Please transcribe the data that follows, keeping every line exact.

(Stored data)
#####
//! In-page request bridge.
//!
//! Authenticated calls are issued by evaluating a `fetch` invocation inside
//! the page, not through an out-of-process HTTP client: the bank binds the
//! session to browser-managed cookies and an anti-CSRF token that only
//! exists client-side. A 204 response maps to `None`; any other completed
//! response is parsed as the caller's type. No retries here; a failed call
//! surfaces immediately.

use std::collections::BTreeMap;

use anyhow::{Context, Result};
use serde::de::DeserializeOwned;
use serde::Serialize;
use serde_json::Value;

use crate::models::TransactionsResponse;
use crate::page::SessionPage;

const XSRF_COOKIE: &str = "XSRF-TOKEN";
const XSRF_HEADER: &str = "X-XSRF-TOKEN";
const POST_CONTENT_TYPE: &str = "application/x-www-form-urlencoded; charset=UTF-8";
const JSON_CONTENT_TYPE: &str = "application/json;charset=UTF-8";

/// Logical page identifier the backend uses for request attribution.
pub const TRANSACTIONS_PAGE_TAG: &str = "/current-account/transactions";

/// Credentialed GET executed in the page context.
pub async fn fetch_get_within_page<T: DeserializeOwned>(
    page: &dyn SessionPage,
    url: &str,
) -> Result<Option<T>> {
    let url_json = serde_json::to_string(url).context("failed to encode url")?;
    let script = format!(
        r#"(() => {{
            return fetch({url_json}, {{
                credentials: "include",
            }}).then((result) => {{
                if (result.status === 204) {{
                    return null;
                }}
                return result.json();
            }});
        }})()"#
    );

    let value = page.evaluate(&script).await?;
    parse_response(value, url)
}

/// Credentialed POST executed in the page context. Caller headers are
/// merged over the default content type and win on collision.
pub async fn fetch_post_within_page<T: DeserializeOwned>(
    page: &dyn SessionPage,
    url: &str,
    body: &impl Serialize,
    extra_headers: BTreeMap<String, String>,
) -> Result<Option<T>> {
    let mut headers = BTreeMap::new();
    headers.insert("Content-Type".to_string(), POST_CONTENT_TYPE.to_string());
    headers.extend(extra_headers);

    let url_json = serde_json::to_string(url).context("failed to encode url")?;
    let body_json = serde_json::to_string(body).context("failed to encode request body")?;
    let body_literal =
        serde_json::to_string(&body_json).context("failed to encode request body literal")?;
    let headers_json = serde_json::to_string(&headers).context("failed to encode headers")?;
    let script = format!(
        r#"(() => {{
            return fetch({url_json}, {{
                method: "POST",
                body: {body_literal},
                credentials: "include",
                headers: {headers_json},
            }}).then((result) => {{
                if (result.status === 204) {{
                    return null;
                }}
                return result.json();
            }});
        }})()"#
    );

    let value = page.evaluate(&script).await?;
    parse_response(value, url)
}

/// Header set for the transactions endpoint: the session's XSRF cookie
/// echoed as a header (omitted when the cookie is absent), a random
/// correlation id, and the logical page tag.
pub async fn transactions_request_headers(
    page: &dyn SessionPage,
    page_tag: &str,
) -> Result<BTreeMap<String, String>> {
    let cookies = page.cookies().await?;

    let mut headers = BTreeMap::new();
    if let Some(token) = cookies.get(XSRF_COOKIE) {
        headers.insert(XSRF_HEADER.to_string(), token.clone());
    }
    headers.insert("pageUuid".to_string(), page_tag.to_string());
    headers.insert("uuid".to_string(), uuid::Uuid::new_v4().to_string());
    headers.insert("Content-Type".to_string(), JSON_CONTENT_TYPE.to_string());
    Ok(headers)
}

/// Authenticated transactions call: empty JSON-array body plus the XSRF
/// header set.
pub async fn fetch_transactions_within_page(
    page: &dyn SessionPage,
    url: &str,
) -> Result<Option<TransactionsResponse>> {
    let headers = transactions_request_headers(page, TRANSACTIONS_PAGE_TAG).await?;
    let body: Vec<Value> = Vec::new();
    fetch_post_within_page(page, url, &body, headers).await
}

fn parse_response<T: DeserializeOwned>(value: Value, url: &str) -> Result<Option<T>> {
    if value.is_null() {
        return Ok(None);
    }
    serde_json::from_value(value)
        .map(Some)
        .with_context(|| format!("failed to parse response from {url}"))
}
#####
▸ **Answer section**:
//! In-page request bridge.
//!
//! Authenticated calls are issued by evaluating a `fetch` invocation inside
//! the page, not through an out-of-process HTTP client: the bank binds the
//! session to browser-managed cookies and an anti-CSRF token that only
//! exists client-side. A 204 response maps to `None`; any other completed
//! response is parsed as the caller's type. No retries here; a failed call
//! surfaces immediately.

use std::collections::BTreeMap;

use anyhow::{Context, Result};
use serde::de::DeserializeOwned;
use serde::Serialize;
use serde_json::Value;

use crate::models::TransactionsResponse;
use crate::page::SessionPage;

const XSRF_COOKIE: &str = "XSRF-TOKEN";
const XSRF_HEADER: &str = "X-XSRF-TOKEN";
const POST_CONTENT_TYPE: &str = "application/x-www-form-urlencoded; charset=UTF-8";
const JSON_CONTENT_TYPE: &str = "application/json;charset=UTF-8";

/// Logical page identifier the backend uses for request attribution.
pub const TRANSACTIONS_PAGE_TAG: &str = "/current-account/transactions";

/// Credentialed GET executed in the page context.
pub async fn fetch_get_within_page<T: DeserializeOwned>(
    page: &dyn SessionPage,
    url: &str,
) -> Result<Option<T>> {
    let url_json = serde_json::to_string(url).context("failed to encode url")?;
    let script = format!(
        r#"(() => {{
            return fetch({url_json}, {{
                credentials: "include",
            }}).then((result) => {{
                if (result.status === 204) {{
                    return null;
                }}
                return result.json();
            }});
        }})()"#
    );

    let value = page.evaluate(&script).await?;
    parse_response(value, url)
}

/// Credentialed POST executed in the page context. Caller headers are
/// merged over the default content type and win on collision.
pub async fn fetch_post_within_page<T: DeserializeOwned>(
    page: &dyn SessionPage,
    url: &str,
    body: &impl Serialize,
    extra_headers: BTreeMap<String, String>,
) -> Result<Option<T>> {
    let mut headers = BTreeMap::new();
    headers.insert("Content-Type".to_string(), POST_CONTENT_TYPE.to_string());
    headers.extend(extra_headers);

    let url_json = serde_json::to_string(url).context("failed to encode url")?;
    let body_json = serde_json::to_string(body).context("failed to encode request body")?;
    let body_literal =
        serde_json::to_string(&body_json).context("failed to encode request body literal")?;
    let headers_json = serde_json::to_string(&headers).context("failed to encode headers")?;
    let script = format!(
        r#"(() => {{
            return fetch({url_json}, {{
                method: "POST",
                body: {body_literal},
                credentials: "include",
                headers: {headers_json},
            }}).then((result) => {{
                if (result.status === 204) {{
                    return null;
                }}
                return result.json();
            }});
        }})()"#
    );

    let value = page.evaluate(&script).await?;
    parse_response(value, url)
}

/// Header set for the transactions endpoint: the session's XSRF cookie
/// echoed as a header (omitted when the cookie is absent), a random
/// correlation id, and the logical page tag.
pub async fn transactions_request_headers(
    page: &dyn SessionPage,
    page_tag: &str,
) -> Result<BTreeMap<String, String>> {
    let cookies = page.cookies().await?;

    let mut headers = BTreeMap::new();
    if let Some(token) = cookies.get(XSRF_COOKIE) {
        headers.insert(XSRF_HEADER.to_string(), token.clone());
    }
    headers.insert("pageUuid".to_string(), page_tag.to_string());
    headers.insert("uuid".to_string(), uuid::Uuid::new_v4().to_string());
    headers.insert("Content-Type".to_string(), JSON_CONTENT_TYPE.to_string());
    Ok(headers)
}

/// Authenticated transactions call: empty JSON-array body plus the XSRF
/// header set.
pub async fn fetch_transactions_within_page(
    page: &dyn SessionPage,
    url: &str,
) -> Result<Option<TransactionsResponse>> {
    let headers = transactions_request_headers(page, TRANSACTIONS_PAGE_TAG).await?;
    let body: Vec<Value> = Vec::new();
    fetch_post_within_page(page, url, &body, headers).await
}

fn parse_response<T: DeserializeOwned>(value: Value, url: &str) -> Result<Option<T>> {
    if value.is_null() {
        return Ok(None);
    }
    serde_json::from_value(value)
        .map(Some)
        .with_context(|| format!("failed to parse response from {url}"))
}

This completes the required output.